About this exercise: Write out, without any change, the lines in the material below that run from the line with "pub fn create_backup(path: &Path)" through the line with "builder.add_custom_ignore_filename(IGNORE_FILE_NAME);", both included.

Record excerpts:
use std::env;
use std::fs;
use std::path::{Path, PathBuf};

use anyhow::{Context, Result, bail};
use globset::{Glob, GlobSet, GlobSetBuilder};
use ignore::gitignore::{Gitignore, GitignoreBuilder};
use ignore::{DirEntry, WalkBuilder};
use tracing::{debug, info, warn};

pub mod comments;
pub mod config;
pub mod diff;
pub mod error;
pub mod git;
pub mod hooks;
pub mod languages;
pub mod preserve;
pub mod preview;

use crate::comments::{FileOutcome, LineScanner, StripOptions, strip_source};
use crate::config::LoadedConfig;
use crate::diff::LineRangeSet;
use crate::error::ShushError;
use crate::git::{ChangeScope, Repo};
use crate::languages::{describe_rule, is_supported_path, language_for_path, language_name_for_path};
use crate::preserve::PreserveRules;
use crate::preview::Totals;

/// Project-level ignore file, read alongside `.gitignore`.
pub const IGNORE_FILE_NAME: &str = ".shushignore";

/// What to process.
#[derive(Debug, Clone, PartialEq, Eq)]
pub enum Target {
    /// A file, or a directory of files.
    Path(PathBuf),
    /// Only lines changed in git.
    Git(ChangeScope),
}

/// Configuration passed from the CLI layer (main.rs) into the core logic.
#[derive(Debug)]
pub struct RunConfig {
    pub target: Target,
    pub recursive: bool,
    pub options: StripOptions,
    pub dry_run: bool,
    pub backup: bool,
    /// Overrides `context_lines` from the config file.
    pub context_lines: Option<usize>,
    pub excludes: Vec<String>,
    pub no_gitignore: bool,
}

/// Settings shared by every file of one run.
#[derive(Debug)]
struct Processor {
    preserve: PreserveRules,
    options: StripOptions,
    dry_run: bool,
    backup: bool,
    context_lines: usize,
}

pub fn run_with_config(cfg: RunConfig) -> Result<()> {
    let cwd = env::current_dir().context("Failed to read current directory")?;

    let loaded = match config::load(&cwd) {
        Ok(loaded) => loaded,
        Err(err) => {
            warn!("failed to load config, using defaults: {err:#}");
            LoadedConfig::defaults()
        }
    };
    match &loaded.path {
        Some(path) => debug!("config: {}", path.display()),
        None => debug!("config: built-in defaults"),
    }

    let processor = Processor {
        preserve: loaded.config.preserve_rules(),
        options: cfg.options,
        dry_run: cfg.dry_run,
        backup: cfg.backup,
        context_lines: cfg.context_lines.unwrap_or(loaded.config.context_lines),
    };

    match &cfg.target {
        Target::Git(scope) => processor.run_git(&cwd, *scope),
        Target::Path(path) => {
            let meta = fs::metadata(path)
                .with_context(|| format!("path not found: {}", path.display()))?;
            if meta.is_dir() {
                processor.run_directory(path, &cfg)
            } else {
                let display = path.display().to_string();
                processor
                    .process_file(path, &display, &LineRangeSet::whole_file(), false)
                    .map(|_| ())
            }
        }
    }
}

impl Processor {
    fn run_directory(&self, dir: &Path, cfg: &RunConfig) -> Result<()> {
        let files = collect_files(dir, cfg.recursive, cfg.no_gitignore, &cfg.excludes)?;
        if files.is_empty() {
            bail!("no supported files found in directory: {}", dir.display());
        }
        info!("found {} supported files to process", files.len());

        let mut had_error = false;
        for path in &files {
            let display = normalize_for_matching(path);
            if let Err(err) = self.process_file(path, &display, &LineRangeSet::whole_file(), false)
            {
                eprintln!("Error processing {}: {:#}", display, err);
                had_error = true;
            }
        }

        if had_error {
            bail!("One or more files could not be processed. See stderr for details.");
        }
        Ok(())
    }

    fn run_git(&self, cwd: &Path, scope: ChangeScope) -> Result<()> {
        let repo = Repo::discover(cwd)?;
        info!("git repository detected: {}", repo.root().display());

        let changes = repo
            .changes(scope)
            .context("failed to get git changes")?;
        if changes.is_empty() {
            println!("No changes found to process");
            return Ok(());
        }

        let ignored = shush_ignore(repo.root(), cwd);
        let supported: Vec<_> = changes
            .into_iter()
            .filter(|change| {
                let keep = is_supported_path(&change.path)
                    && !ignored
                        .matched_path_or_any_parents(&change.path, false)
                        .is_ignore()
                    && repo.root().join(&change.path).is_file();
                if !keep {
                    debug!("skipping {}", change.path.display());
                }
                keep
            })
            .collect();

        if supported.is_empty() {
            println!("No supported files found to process");
            return Ok(());
        }
        info!("found {} supported files with changes", supported.len());

        let mut totals = Totals::default();
        let mut had_error = false;

        for change in &supported {
            let path = repo.root().join(&change.path);
            let display = normalize_for_matching(&change.path);
            match self.process_file(&path, &display, &change.ranges, true) {
                Ok(outcome) => totals.add(&outcome),
                Err(err) => {
                    eprintln!("Error processing {}: {:#}", display, err);
                    had_error = true;
                }
            }
        }

        if self.dry_run && totals.files > 0 {
            preview::print_totals(&totals);
        }

        if had_error {
            bail!("One or more files could not be processed. See stderr for details.");
        }
        Ok(())
    }

    /// Strip one file, or preview it in dry-run mode.
    fn process_file(
        &self,
        path: &Path,
        display_path: &str,
        ranges: &LineRangeSet,
        git_scoped: bool,
    ) -> Result<FileOutcome> {
        let rule = language_for_path(path)?;
        debug!(
            "processing {} ({}; {})",
            display_path,
            language_name_for_path(path),
            describe_rule(&rule)
        );
        if git_scoped && ranges.is_whole_file() {
            debug!("processing entire file (untracked)");
        } else if git_scoped {
            debug!("processing {} line ranges", ranges.ranges().len());
        }

        let bytes = fs::read(path).with_context(|| format!("Failed to read {}", display_path))?;
        let text = std::str::from_utf8(&bytes).map_err(|_| ShushError::NotUtf8 {
            path: display_path.to_string(),
        })?;

        let scanner = LineScanner::new(&rule, &self.preserve, self.options);
        let outcome = strip_source(text, &scanner, ranges);

        if self.dry_run {
            preview::print_preview(
                display_path,
                &outcome,
                git_scoped.then_some(ranges),
                self.context_lines,
            );
            return Ok(outcome);
        }

        if !outcome.is_modified() {
            info!("✓ No changes made to {}", display_path);
            return Ok(outcome);
        }

        if self.backup {
            let backup = create_backup(path)
                .with_context(|| format!("failed to create backup of {}", display_path))?;
            info!("✓ Backup created: {}", backup.display());
        }

        fs::write(path, outcome.render())
            .with_context(|| format!("Failed to write {}", display_path))?;
        info!("✓ Comments removed from {}", display_path);

        Ok(outcome)
    }
}

/// Copy `path` to `path.bak`, returning the backup path.
pub fn create_backup(path: &Path) -> Result<PathBuf> {
    let mut name = path.as_os_str().to_owned();
    name.push(".bak");
    let backup = PathBuf::from(name);
    fs::copy(path, &backup)?;
    Ok(backup)
}

/// Supported files under `root`, honouring git ignores, `.shushignore`
/// files and the user's `--exclude` globs.
pub fn collect_files(
    root: &Path,
    recursive: bool,
    no_gitignore: bool,
    excludes: &[String],
) -> Result<Vec<PathBuf>> {
    let exclude_globset = build_exclude_globset(excludes)?;

    let mut builder = WalkBuilder::new(root);
    if !recursive {
        builder.max_depth(Some(1));
    }

    if no_gitignore {
        builder
            .git_ignore(false)
            .git_exclude(false)
            .git_global(false)
            .ignore(false);
    } else {
        builder
            .git_ignore(true)
            .git_exclude(true)
            .git_global(true)
            .ignore(true)
            .require_git(false);
    }

    builder.add_custom_ignore_filename(IGNORE_FILE_NAME);
    if let Some(global) = global_ignore_path().filter(|p| p.is_file())
        && let Some(err) = builder.add_ignore(&global)
    {
        warn!("ignoring malformed {}: {err}", global.display());
    }

    // Values moved into the 'static filter closure must be owned separately.
    let root_for_filter = root.to_path_buf();

    builder.filter_entry(move |entry: &DirEntry| {
        // Always keep the root.
        if entry.depth() == 0 {
            return true;
        }

        // Apply user exclude globs, relative to the root.
        if let Some(ref gs) = exclude_globset {
            let path = entry.path();
            let rel = path.strip_prefix(&root_for_filter).unwrap_or(path);
            let rel_norm = normalize_for_matching(rel);

            if gs.is_match(&rel_norm) {
                return false;
            }

            // If this is a directory, also try a trailing slash to make patterns
            // like `tests/**` able to prune the whole subtree early.
            if entry.file_type().map(|ft| ft.is_dir()).unwrap_or(false)
                && !rel_norm.ends_with('/')
            {
                let rel_dir = format!("{rel_norm}/");
                if gs.is_match(&rel_dir) {
                    return false;
                }
            }
        }

        true
    });

    let mut files = Vec::new();
    for result in builder.build() {
        let entry = match result {
            Ok(e) => e,
            Err(err) => {
                warn!("walk error: {err}");
                continue;
            }
        };

        if !entry.file_type().map(|ft| ft.is_file()).unwrap_or(false) {
            continue;
        }

        if is_supported_path(entry.path()) {
            files.push(entry.into_path());
        } else {
            debug!("skipping unsupported file: {}", entry.path().display());
        }
    }

    files.sort();
    Ok(files)
}

/// Build a GlobSet from the user–provided `--exclude` patterns.
/// Returns `Ok(None)` if there are no patterns.
fn build_exclude_globset(patterns: &[String]) -> Result<Option<GlobSet>> {
    if patterns.is_empty() {
        return Ok(None);
    }

    let mut builder = GlobSetBuilder::new();

    for pat in patterns {
        let pat = pat.trim();
        if pat.is_empty() {
            continue;
        }

        let glob =
            Glob::new(pat).with_context(|| format!("Invalid --exclude glob pattern: {pat}"))?;
        builder.add(glob);
    }

    let set = builder
        .build()
        .context("Failed to build exclude glob set")?;

    Ok(Some(set))
}

fn global_ignore_path() -> Option<PathBuf> {
    dirs::home_dir().map(|home| home.join(".config").join(IGNORE_FILE_NAME))
}

/// `.shushignore` rules for git-scoped runs, whose paths come from git
/// rather than a directory walk.
fn shush_ignore(repo_root: &Path, cwd: &Path) -> Gitignore {
    let mut builder = GitignoreBuilder::new(repo_root);
    let candidates = [
        global_ignore_path(),
        Some(repo_root.join(IGNORE_FILE_NAME)),
        Some(cwd.join(IGNORE_FILE_NAME)),
    ];

    let mut seen = Vec::new();
    for path in candidates.into_iter().flatten() {
        if !path.is_file() || seen.contains(&path) {
            continue;
        }
        if let Some(err) = builder.add(&path) {
            warn!("ignoring malformed {}: {err}", path.display());
        }
        seen.push(path);
    }

    builder.build().unwrap_or_else(|err| {
        warn!("failed to build ignore rules: {err}");
        Gitignore::empty()
    })
}

/// Convert paths to a stable, slash-separated form for matching/printing.
fn normalize_for_matching(path: &Path) -> String {
    let text = path.to_string_lossy().replace('\\', "/");
    text.strip_prefix("./").map(str::to_string).unwrap_or(text)
}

Exercise result:
pub fn create_backup(path: &Path) -> Result<PathBuf> {
    let mut name = path.as_os_str().to_owned();
    name.push(".bak");
    let backup = PathBuf::from(name);
    fs::copy(path, &backup)?;
    Ok(backup)
}

/// Supported files under `root`, honouring git ignores, `.shushignore`
/// files and the user's `--exclude` globs.
pub fn collect_files(
    root: &Path,
    recursive: bool,
    no_gitignore: bool,
    excludes: &[String],
) -> Result<Vec<PathBuf>> {
    let exclude_globset = build_exclude_globset(excludes)?;

    let mut builder = WalkBuilder::new(root);
    if !recursive {
        builder.max_depth(Some(1));
    }

    if no_gitignore {
        builder
            .git_ignore(false)
            .git_exclude(false)
            .git_global(false)
            .ignore(false);
    } else {
        builder
            .git_ignore(true)
            .git_exclude(true)
            .git_global(true)
            .ignore(true)
            .require_git(false);
    }

    builder.add_custom_ignore_filename(IGNORE_FILE_NAME);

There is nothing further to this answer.